Comment woke est devenu un gros mot

Chaque semaine, Courrier international explique ses choix éditoriaux et les débats qu’ils suscitent parfois au sein de la rédaction. Dans ce numéro, nous décryptons la façon dont le terme “woke” a été détourné de son sens dans le débat politique, aux États-Unis et en Europe, notament en France. Désigne-t-il encore une prise de conscience de l’injustice sociale et du racisme ? Ou est-il une caricature des idées et politiques “inclusives” d’une partie de la gauche, comme le dénoncent ses détracteurs conservateurs, qui s’en servent comme d’une insulte ? L’état du débat dans la presse étrangère.
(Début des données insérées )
//! Configuration management with layered loading
//!
//! Precedence (lowest to highest):
//! 1. Compiled defaults
//! 2. Global config: `$XDG_CONFIG_HOME/cutgraph/cutgraph.toml`
//! 3. Local config: `<project_dir>/.cutgraph.toml`
//! 4. Environment variables: `CUTGRAPH_*` prefix, `__` between section and key

use std::path::{Path, PathBuf};
use std::sync::Arc;

use config::{Config, ConfigError, Environment};
use directories::ProjectDirs;
use serde::{Deserialize, Serialize};
use tracing::debug;

use crate::application::{BuildOptions, UnknownSystematicPolicy};
use crate::domain::{BranchNamer, DefaultNamer, ScheduleNamer};
use crate::infrastructure::{InfraError, InfraResult};

/// Which [`BranchNamer`] to use.
#[derive(Debug, Clone, Copy, Serialize, Deserialize, PartialEq, Eq, Default)]
#[serde(rename_all = "kebab-case")]
pub enum NamingScheme {
    /// Variation-aware suffixing
    #[default]
    Schedule,
    /// Logical names for every systematic
    Default,
}

impl std::str::FromStr for NamingScheme {
    type Err = String;

    fn from_str(s: &str) -> Result<Self, Self::Err> {
        match s {
            "schedule" => Ok(Self::Schedule),
            "default" => Ok(Self::Default),
            other => Err(format!("unknown naming scheme '{other}' (schedule|default)")),
        }
    }
}

/// Physical column naming.
#[derive(Debug, Clone, Serialize, Deserialize, PartialEq, Eq)]
#[serde(default)]
pub struct NamingConfig {
    pub scheme: NamingScheme,
    /// Label used for the nominal systematic in files and on the command line
    pub nominal_name: String,
    pub separator: String,
    /// `JES_up__jet_pt` instead of `jet_pt__JES_up`
    pub systematic_first: bool,
}

impl Default for NamingConfig {
    fn default() -> Self {
        Self {
            scheme: NamingScheme::Schedule,
            nominal_name: "nominal".into(),
            separator: crate::domain::namer::DEFAULT_SEPARATOR.into(),
            systematic_first: false,
        }
    }
}

impl NamingConfig {
    pub fn namer(&self) -> Arc<dyn BranchNamer> {
        match self.scheme {
            NamingScheme::Schedule => Arc::new(ScheduleNamer::new(
                self.separator.clone(),
                self.systematic_first,
            )),
            NamingScheme::Default => Arc::new(DefaultNamer),
        }
    }
}

#[derive(Debug, Clone, Serialize, Deserialize, PartialEq)]
#[serde(default)]
pub struct SchedulingConfig {
    /// Cost of actions without a cost hint
    pub default_cost: f64,
    pub on_unknown_systematic: UnknownSystematicPolicy,
}

impl Default for SchedulingConfig {
    fn default() -> Self {
        let defaults = BuildOptions::default();
        Self {
            default_cost: defaults.default_cost,
            on_unknown_systematic: defaults.on_unknown_systematic,
        }
    }
}

impl SchedulingConfig {
    pub fn build_options(&self) -> BuildOptions {
        BuildOptions {
            default_cost: self.default_cost,
            on_unknown_systematic: self.on_unknown_systematic,
        }
    }
}

#[derive(Debug, Clone, Serialize, Deserialize, PartialEq, Eq)]
#[serde(default)]
pub struct ExecutionConfig {
    /// Evaluate rows with rayon
    pub parallel: bool,
    /// Progress line interval in realized actions; 0 disables it
    pub progress_every: u64,
}

impl Default for ExecutionConfig {
    fn default() -> Self {
        Self {
            parallel: true,
            progress_every: 0,
        }
    }
}

#[derive(Debug, Clone, Serialize, Deserialize, PartialEq, Eq)]
#[serde(default)]
pub struct OutputConfig {
    pub directory: PathBuf,
}

impl Default for OutputConfig {
    fn default() -> Self {
        Self {
            directory: PathBuf::from("cutgraph-out"),
        }
    }
}

/// Raw sections for intermediate parsing: `None` means "not specified,
/// inherit from the layer below".
#[derive(Debug, Clone, Deserialize, Default)]
#[serde(default)]
pub struct RawNamingConfig {
    pub scheme: Option<NamingScheme>,
    pub nominal_name: Option<String>,
    pub separator: Option<String>,
    pub systematic_first: Option<bool>,
}

#[derive(Debug, Clone, Deserialize, Default)]
#[serde(default)]
pub struct RawSchedulingConfig {
    pub default_cost: Option<f64>,
    pub on_unknown_systematic: Option<UnknownSystematicPolicy>,
}

#[derive(Debug, Clone, Deserialize, Default)]
#[serde(default)]
pub struct RawExecutionConfig {
    pub parallel: Option<bool>,
    pub progress_every: Option<u64>,
}

#[derive(Debug, Clone, Deserialize, Default)]
#[serde(default)]
pub struct RawOutputConfig {
    pub directory: Option<PathBuf>,
}

/// Raw settings for intermediate parsing.
#[derive(Debug, Clone, Deserialize, Default)]
#[serde(default)]
pub struct RawSettings {
    pub naming: RawNamingConfig,
    pub scheduling: RawSchedulingConfig,
    pub execution: RawExecutionConfig,
    pub output: RawOutputConfig,
}

/// Unified configuration for cutgraph.
#[derive(Debug, Clone, Serialize, Deserialize, PartialEq, Default)]
#[serde(default)]
pub struct Settings {
    pub naming: NamingConfig,
    pub scheduling: SchedulingConfig,
    pub execution: ExecutionConfig,
    pub output: OutputConfig,
}

/// Get the XDG config directory for cutgraph.
pub fn global_config_dir() -> Option<PathBuf> {
    ProjectDirs::from("", "", "cutgraph").map(|dirs| dirs.config_dir().to_path_buf())
}

/// Get the path to the global config file.
pub fn global_config_path() -> Option<PathBuf> {
    global_config_dir().map(|dir| dir.join("cutgraph.toml"))
}

/// Get the path to the local config file in a project directory.
pub fn local_config_path(project_dir: &Path) -> PathBuf {
    project_dir.join(".cutgraph.toml")
}

/// Expand `~`, `$VAR` and `${VAR}`; unexpandable input is returned as is.
pub fn expand_env_vars(path: &str) -> String {
    shellexpand::full(path)
        .map(|s| s.into_owned())
        .unwrap_or_else(|_| path.to_string())
}

/// Load a TOML file into RawSettings for manual merging.
fn load_raw_settings(path: &Path) -> InfraResult<RawSettings> {
    let content =
        std::fs::read_to_string(path).map_err(|e| InfraError::io(format!("read {}", path.display()), e))?;
    toml::from_str(&content).map_err(|e| InfraError::Parse {
        path: path.to_path_buf(),
        message: e.to_string(),
    })
}

impl Settings {
    /// Expand shell variables and tilde in path-like fields.
    fn expand_paths(&mut self) {
        let expanded = expand_env_vars(self.output.directory.to_string_lossy().as_ref());
        self.output.directory = PathBuf::from(expanded);
    }

    /// Merge overlay config onto self (base): overlay wins where specified.
    fn merge_with(&self, overlay: &RawSettings) -> Self {
        let naming = &overlay.naming;
        let scheduling = &overlay.scheduling;
        let execution = &overlay.execution;
        Self {
            naming: NamingConfig {
                scheme: naming.scheme.unwrap_or(self.naming.scheme),
                nominal_name: naming
                    .nominal_name
                    .clone()
                    .unwrap_or_else(|| self.naming.nominal_name.clone()),
                separator: naming
                    .separator
                    .clone()
                    .unwrap_or_else(|| self.naming.separator.clone()),
                systematic_first: naming
                    .systematic_first
                    .unwrap_or(self.naming.systematic_first),
            },
            scheduling: SchedulingConfig {
                default_cost: scheduling
                    .default_cost
                    .unwrap_or(self.scheduling.default_cost),
                on_unknown_systematic: scheduling
                    .on_unknown_systematic
                    .unwrap_or(self.scheduling.on_unknown_systematic),
            },
            execution: ExecutionConfig {
                parallel: execution.parallel.unwrap_or(self.execution.parallel),
                progress_every: execution
                    .progress_every
                    .unwrap_or(self.execution.progress_every),
            },
            output: OutputConfig {
                directory: overlay
                    .output
                    .directory
                    .clone()
                    .unwrap_or_else(|| self.output.directory.clone()),
            },
        }
    }

    /// Load settings with layered precedence.
    ///
    /// # Arguments
    /// * `project_dir` - Optional project directory for local config
    pub fn load(project_dir: Option<&Path>) -> InfraResult<Self> {
        let mut current = Self::default();

        if let Some(global_path) = global_config_path() {
            if global_path.exists() {
                debug!("global config: {}", global_path.display());
                current = current.merge_with(&load_raw_settings(&global_path)?);
            }
        }

        if let Some(project) = project_dir {
            let local_path = local_config_path(project);
            if local_path.exists() {
                debug!("local config: {}", local_path.display());
                current = current.merge_with(&load_raw_settings(&local_path)?);
            }
        }

        current = Self::apply_env_overrides(current)?;
        current.expand_paths();
        current.validate()?;
        Ok(current)
    }

    /// Apply CUTGRAPH_* environment variables as explicit overrides.
    fn apply_env_overrides(mut settings: Self) -> InfraResult<Self> {
        let config = Config::builder()
            .add_source(
                Environment::with_prefix("CUTGRAPH")
                    .prefix_separator("_")
                    .separator("__"),
            )
            .build()
            .map_err(config_err)?;

        if let Ok(val) = config.get_string("naming.scheme") {
            settings.naming.scheme = val
                .parse()
                .map_err(|message| InfraError::Config { message })?;
        }
        if let Ok(val) = config.get_string("naming.nominal_name") {
            settings.naming.nominal_name = val;
        }
        if let Ok(val) = config.get_string("naming.separator") {
            settings.naming.separator = val;
        }
        if let Ok(val) = config.get_bool("naming.systematic_first") {
            settings.naming.systematic_first = val;
        }
        if let Ok(val) = config.get_float("scheduling.default_cost") {
            settings.scheduling.default_cost = val;
        }
        if let Ok(val) = config.get_string("scheduling.on_unknown_systematic") {
            settings.scheduling.on_unknown_systematic = match val.as_str() {
                "error" => UnknownSystematicPolicy::Error,
                "skip-region" => UnknownSystematicPolicy::SkipRegion,
                other => {
                    return Err(InfraError::Config {
                        message: format!(
                            "unknown on_unknown_systematic '{other}' (error|skip-region)"
                        ),
                    })
                }
            };
        }
        if let Ok(val) = config.get_bool("execution.parallel") {
            settings.execution.parallel = val;
        }
        if let Ok(val) = config.get_int("execution.progress_every") {
            settings.execution.progress_every = u64::try_from(val).unwrap_or(0);
        }
        if let Ok(val) = config.get_string("output.directory") {
            settings.output.directory = PathBuf::from(val);
        }

        Ok(settings)
    }

    /// Reject values no schedule could be built with.
    pub fn validate(&self) -> InfraResult<()> {
        let invalid = |message: String| Err(InfraError::Config { message });
        if self.naming.nominal_name.trim().is_empty() {
            return invalid("naming.nominal_name must not be empty".into());
        }
        if self.naming.scheme == NamingScheme::Schedule && self.naming.separator.is_empty() {
            return invalid("naming.separator must not be empty".into());
        }
        let cost = self.scheduling.default_cost;
        if !cost.is_finite() || cost < 0.0 {
            return invalid(format!(
                "scheduling.default_cost must be finite and non-negative, got {cost}"
            ));
        }
        Ok(())
    }

    /// Show the effective configuration as TOML.
    pub fn to_toml(&self) -> InfraResult<String> {
        toml::to_string_pretty(self).map_err(|e| InfraError::Config {
            message: format!("serialize config: {e}"),
        })
    }

    /// Generate a template config file.
    pub fn template() -> String {
        r#"# cutgraph configuration
#
# Locations (by precedence, lowest to highest):
#   Global: ~/.config/cutgraph/cutgraph.toml
#   Local:  <project_dir>/.cutgraph.toml
#   Env:    CUTGRAPH_<SECTION>__<KEY>, e.g. CUTGRAPH_NAMING__SEPARATOR=__

[naming]
# "schedule" suffixes variations (jet_pt__JES_up), "default" never renames
# scheme = "schedule"
# nominal_name = "nominal"
# separator = "__"
# systematic_first = false

[scheduling]
# Cost of filters and variables without a cost hint
# default_cost = 1.0
# "error" fails the build, "skip-region" drops the region with a warning
# on_unknown_systematic = "error"

[execution]
# parallel = true
# Print a progress line every N realized actions (0 = off)
# progress_every = 0

[output]
# directory = "cutgraph-out"
"#
        .to_string()
    }
}

fn config_err(e: ConfigError) -> InfraError {
    InfraError::Config {
        message: e.to_string(),
    }
}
Tiré de Courrier international.

Qui a peur du grand méchant woke ? De quoi ce mot est-il encore le nom ? Ou plutôt était-il le nom ? À force d’entendre à la moindre occasion les conservateurs américains – mais aussi désormais une partie de la classe politique française, jusqu’au gouvernement – crier au ‘wokisme’, on finit par s’y perdre. C’est pour tenter d’y voir un peu plus clair en ces temps de polarisation extrême que nous avons choisi de monter ce dossier avec des points de vue contradictoires et, nous l’espérons, suffisamment éclairants. Histoire aussi de dépassionner le débat, si tant est qu’il y ait encore un débat.

L’an dernier, nous avions consacré une une à la cancel culture : “A-t-on encore le droit de ne pas être d’accord ?” (CI n°1557, du 3 au 9 septembre 2020). Ce dossier en est d’une certaine façon le prolongement. De quoi parle-t-on aujourd’hui ? “Si le débat sur le courant woke est si stupide, c’est d’abord parce que personne n’est d’accord sur le sens de ce mot”, écrit Simon Kuper dans l’article du Financial Times qui clôt ce dossier. Le journaliste britannique, habitué de nos colonnes, y défend une approche nuancée du sujet, “une troisième voie”, comme il l’écrit. Une façon de voir les choses assez rare en ce moment, du moins dans son expression.

Dans le Washington Post, Eugene Robinson s’agace au contraire de la façon dont le mot “woke” a évolué pour n’être désormais, selon lui, qu’une coquille vide dont personne ne se revendiquerait plus :

  • Comme tant d’autres néologismes qui se diffusent dans la société, ‘woke’ est né dans la communauté africaine-américaine. […] Bien qu’il dérive du mot ‘awake’ [littéralement “éveillé”], sa définition a toujours été un peu floue. Être ‘woke’ signifiait au départ avoir conscience de l’injustice sociale et du racisme.”

Mais voilà, selon le chroniqueur progressiste, aujourd’hui, ce sont les politiques de droite qui s’en servent pour diaboliser les démocrates et les progressistes en général et empoisonner le débat sur l’histoire coloniale, les inégalités sociales ou les questions de genre.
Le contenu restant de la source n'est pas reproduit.